### Brief
Transcribe exactly the span of lines that begins the records and ends with the line holding "and queue them", both boundary lines included.

### Information
++++++++
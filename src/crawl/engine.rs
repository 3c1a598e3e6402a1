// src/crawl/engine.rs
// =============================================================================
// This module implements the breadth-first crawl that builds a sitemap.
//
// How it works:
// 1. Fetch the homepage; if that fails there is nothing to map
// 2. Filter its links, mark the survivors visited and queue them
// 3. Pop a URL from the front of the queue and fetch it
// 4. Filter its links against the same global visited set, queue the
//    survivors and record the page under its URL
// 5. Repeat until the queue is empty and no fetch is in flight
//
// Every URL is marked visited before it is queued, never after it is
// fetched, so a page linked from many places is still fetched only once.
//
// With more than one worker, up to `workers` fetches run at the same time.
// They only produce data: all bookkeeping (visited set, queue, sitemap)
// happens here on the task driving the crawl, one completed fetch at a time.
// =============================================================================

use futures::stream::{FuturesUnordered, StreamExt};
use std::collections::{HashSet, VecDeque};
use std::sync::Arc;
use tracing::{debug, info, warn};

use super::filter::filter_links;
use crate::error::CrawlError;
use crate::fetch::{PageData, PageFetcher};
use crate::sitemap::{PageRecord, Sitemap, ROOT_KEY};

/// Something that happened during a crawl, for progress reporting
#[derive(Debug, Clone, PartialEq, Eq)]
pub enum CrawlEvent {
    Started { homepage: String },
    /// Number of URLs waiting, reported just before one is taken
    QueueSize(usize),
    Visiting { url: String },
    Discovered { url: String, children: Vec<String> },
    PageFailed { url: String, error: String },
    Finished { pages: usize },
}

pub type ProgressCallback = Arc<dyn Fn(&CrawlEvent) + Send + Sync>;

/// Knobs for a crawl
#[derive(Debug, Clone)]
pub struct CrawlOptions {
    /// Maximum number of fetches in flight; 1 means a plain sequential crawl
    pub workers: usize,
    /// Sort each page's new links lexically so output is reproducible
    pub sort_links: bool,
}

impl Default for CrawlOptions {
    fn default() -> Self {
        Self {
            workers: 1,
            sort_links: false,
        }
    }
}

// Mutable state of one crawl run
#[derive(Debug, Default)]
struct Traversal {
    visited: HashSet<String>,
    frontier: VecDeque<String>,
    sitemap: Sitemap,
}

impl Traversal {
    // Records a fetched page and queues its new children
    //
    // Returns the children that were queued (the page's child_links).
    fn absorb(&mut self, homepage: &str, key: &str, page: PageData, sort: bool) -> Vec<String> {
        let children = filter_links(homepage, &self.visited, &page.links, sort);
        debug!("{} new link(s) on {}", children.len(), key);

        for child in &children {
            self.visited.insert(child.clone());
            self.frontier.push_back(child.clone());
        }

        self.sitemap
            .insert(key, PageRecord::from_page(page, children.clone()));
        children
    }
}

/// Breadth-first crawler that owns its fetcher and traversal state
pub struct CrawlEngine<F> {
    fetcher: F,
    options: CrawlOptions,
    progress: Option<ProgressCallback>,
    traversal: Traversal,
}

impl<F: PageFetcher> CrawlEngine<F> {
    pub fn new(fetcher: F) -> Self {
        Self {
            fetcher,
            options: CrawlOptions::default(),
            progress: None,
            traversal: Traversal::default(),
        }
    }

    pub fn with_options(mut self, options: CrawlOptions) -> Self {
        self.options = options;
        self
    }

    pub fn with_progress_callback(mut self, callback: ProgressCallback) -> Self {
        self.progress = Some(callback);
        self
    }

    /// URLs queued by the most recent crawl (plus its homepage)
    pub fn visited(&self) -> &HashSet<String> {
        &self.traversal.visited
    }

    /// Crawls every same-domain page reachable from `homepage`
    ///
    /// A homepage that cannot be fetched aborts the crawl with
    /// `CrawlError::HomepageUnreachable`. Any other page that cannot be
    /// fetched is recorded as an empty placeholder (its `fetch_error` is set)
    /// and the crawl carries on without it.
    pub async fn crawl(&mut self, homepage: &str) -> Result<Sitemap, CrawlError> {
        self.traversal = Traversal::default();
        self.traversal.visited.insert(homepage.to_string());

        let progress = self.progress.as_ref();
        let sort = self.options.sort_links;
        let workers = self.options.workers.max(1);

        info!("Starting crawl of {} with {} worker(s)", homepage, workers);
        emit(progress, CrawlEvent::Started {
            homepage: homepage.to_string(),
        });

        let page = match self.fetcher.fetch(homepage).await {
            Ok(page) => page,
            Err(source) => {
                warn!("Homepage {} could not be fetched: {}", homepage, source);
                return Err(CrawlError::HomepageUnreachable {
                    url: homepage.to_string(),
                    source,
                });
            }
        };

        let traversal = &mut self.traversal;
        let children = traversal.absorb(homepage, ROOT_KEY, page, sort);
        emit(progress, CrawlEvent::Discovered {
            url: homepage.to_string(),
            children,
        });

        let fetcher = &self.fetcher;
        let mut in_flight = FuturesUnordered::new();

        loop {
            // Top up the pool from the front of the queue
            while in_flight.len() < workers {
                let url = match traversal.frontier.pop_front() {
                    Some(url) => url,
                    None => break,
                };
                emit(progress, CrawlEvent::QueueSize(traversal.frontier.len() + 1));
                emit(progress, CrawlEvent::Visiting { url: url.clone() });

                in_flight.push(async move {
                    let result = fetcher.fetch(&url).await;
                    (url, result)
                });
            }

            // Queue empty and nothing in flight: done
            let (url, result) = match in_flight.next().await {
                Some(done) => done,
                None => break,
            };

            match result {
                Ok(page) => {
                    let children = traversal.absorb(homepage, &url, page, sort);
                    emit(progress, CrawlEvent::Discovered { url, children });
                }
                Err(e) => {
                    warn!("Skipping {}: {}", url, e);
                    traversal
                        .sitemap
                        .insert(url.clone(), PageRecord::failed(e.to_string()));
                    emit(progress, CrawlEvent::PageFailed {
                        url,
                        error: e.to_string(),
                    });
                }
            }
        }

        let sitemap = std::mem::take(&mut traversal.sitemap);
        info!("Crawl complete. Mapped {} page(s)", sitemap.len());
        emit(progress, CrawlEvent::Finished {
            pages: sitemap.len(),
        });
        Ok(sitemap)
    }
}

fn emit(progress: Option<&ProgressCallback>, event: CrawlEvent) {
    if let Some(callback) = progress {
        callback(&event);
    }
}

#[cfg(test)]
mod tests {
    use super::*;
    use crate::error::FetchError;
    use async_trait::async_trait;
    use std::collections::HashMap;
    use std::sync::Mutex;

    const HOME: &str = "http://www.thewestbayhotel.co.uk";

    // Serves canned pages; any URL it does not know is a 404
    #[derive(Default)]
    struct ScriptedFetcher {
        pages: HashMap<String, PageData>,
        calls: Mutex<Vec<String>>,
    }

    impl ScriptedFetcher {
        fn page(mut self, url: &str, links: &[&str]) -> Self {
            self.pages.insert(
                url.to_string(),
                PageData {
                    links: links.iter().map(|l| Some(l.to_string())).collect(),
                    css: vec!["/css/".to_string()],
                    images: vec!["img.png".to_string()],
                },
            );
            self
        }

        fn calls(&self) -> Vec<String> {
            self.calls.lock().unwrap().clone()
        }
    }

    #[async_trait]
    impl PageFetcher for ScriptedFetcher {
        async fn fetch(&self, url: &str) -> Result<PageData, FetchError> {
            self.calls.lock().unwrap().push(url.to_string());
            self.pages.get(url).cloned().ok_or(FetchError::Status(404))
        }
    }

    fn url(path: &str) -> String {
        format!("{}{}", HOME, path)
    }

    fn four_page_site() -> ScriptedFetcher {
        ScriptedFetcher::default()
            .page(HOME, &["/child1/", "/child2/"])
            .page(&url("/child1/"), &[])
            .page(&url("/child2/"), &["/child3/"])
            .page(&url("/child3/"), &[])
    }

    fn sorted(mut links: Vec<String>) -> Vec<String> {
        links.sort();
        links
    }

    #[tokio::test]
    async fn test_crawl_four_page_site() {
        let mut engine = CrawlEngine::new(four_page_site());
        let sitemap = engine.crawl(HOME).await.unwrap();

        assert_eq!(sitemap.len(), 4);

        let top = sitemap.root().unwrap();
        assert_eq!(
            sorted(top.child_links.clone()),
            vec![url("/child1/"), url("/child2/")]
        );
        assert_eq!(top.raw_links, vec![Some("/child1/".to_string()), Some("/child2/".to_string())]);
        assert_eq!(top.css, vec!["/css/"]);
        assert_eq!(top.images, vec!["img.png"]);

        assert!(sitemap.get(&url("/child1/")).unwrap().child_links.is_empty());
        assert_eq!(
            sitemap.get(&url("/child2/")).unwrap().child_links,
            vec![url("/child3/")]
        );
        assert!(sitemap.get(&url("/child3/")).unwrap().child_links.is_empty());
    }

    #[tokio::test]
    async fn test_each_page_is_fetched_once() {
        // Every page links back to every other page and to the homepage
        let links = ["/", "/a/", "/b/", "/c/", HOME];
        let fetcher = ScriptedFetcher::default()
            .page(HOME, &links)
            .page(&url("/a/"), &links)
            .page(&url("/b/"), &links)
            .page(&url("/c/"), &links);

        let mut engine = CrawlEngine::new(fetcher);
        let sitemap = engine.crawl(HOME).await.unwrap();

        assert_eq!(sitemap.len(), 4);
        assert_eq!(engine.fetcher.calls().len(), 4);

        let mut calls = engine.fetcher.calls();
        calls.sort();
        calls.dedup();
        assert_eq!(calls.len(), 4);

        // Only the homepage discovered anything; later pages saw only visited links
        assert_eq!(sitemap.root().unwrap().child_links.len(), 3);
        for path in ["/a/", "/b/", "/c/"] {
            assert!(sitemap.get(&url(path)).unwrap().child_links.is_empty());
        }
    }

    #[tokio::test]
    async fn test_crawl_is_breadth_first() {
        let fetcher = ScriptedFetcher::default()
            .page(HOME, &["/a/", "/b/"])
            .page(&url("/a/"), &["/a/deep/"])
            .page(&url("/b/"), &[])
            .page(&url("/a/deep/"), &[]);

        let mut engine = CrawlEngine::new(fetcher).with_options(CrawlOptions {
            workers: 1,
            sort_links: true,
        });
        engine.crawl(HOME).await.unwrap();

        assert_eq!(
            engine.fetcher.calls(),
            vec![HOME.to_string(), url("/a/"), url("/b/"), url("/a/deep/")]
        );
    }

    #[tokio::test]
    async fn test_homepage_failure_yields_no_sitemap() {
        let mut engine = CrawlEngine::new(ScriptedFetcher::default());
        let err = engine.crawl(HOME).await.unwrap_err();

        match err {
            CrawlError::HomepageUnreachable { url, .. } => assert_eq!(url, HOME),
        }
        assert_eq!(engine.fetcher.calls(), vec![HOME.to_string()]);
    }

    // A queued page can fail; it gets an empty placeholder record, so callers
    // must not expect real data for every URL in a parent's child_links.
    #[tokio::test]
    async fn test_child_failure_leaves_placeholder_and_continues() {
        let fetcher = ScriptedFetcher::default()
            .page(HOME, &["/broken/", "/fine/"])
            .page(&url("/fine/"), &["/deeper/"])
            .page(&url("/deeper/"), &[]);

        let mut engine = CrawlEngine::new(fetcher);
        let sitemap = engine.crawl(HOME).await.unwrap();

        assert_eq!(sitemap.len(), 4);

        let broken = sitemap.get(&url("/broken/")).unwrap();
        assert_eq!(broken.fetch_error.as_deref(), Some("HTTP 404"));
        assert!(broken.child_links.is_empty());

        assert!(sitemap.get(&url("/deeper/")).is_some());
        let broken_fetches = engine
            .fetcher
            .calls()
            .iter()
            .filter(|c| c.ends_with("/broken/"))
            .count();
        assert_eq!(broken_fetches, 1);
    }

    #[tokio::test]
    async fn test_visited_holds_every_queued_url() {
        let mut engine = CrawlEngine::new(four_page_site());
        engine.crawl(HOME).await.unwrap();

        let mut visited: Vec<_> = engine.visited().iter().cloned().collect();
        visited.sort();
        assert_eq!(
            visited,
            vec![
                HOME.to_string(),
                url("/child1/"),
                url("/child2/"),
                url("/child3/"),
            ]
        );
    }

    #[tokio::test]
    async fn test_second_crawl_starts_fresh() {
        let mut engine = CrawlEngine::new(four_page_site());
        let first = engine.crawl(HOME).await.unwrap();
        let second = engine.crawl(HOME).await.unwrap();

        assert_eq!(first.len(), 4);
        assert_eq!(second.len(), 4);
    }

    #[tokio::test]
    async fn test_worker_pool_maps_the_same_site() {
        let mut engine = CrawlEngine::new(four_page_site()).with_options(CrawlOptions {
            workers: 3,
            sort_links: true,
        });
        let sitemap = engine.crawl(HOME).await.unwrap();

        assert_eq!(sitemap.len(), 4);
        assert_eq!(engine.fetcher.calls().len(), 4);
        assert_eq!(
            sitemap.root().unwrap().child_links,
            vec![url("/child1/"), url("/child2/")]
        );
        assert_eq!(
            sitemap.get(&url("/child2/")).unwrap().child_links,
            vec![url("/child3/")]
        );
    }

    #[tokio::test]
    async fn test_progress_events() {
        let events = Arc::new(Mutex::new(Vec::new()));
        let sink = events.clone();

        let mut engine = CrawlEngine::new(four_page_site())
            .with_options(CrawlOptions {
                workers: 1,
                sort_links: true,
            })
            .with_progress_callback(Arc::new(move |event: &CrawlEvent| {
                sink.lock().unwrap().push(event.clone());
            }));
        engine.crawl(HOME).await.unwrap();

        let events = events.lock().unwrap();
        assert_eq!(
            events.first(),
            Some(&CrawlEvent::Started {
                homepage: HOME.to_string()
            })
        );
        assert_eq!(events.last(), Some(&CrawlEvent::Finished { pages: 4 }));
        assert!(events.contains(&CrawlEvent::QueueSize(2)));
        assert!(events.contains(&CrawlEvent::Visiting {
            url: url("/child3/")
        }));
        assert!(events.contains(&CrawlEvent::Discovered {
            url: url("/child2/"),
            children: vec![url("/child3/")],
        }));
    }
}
++++++++
### Response
filename src/crawl/engine.rs
repository 3c1a598e3e6402a1
// src/crawl/engine.rs
// =============================================================================
// This module implements the breadth-first crawl that builds a sitemap.
//
// How it works:
// 1. Fetch the homepage; if that fails there is nothing to map
// 2. Filter its links, mark the survivors visited and queue them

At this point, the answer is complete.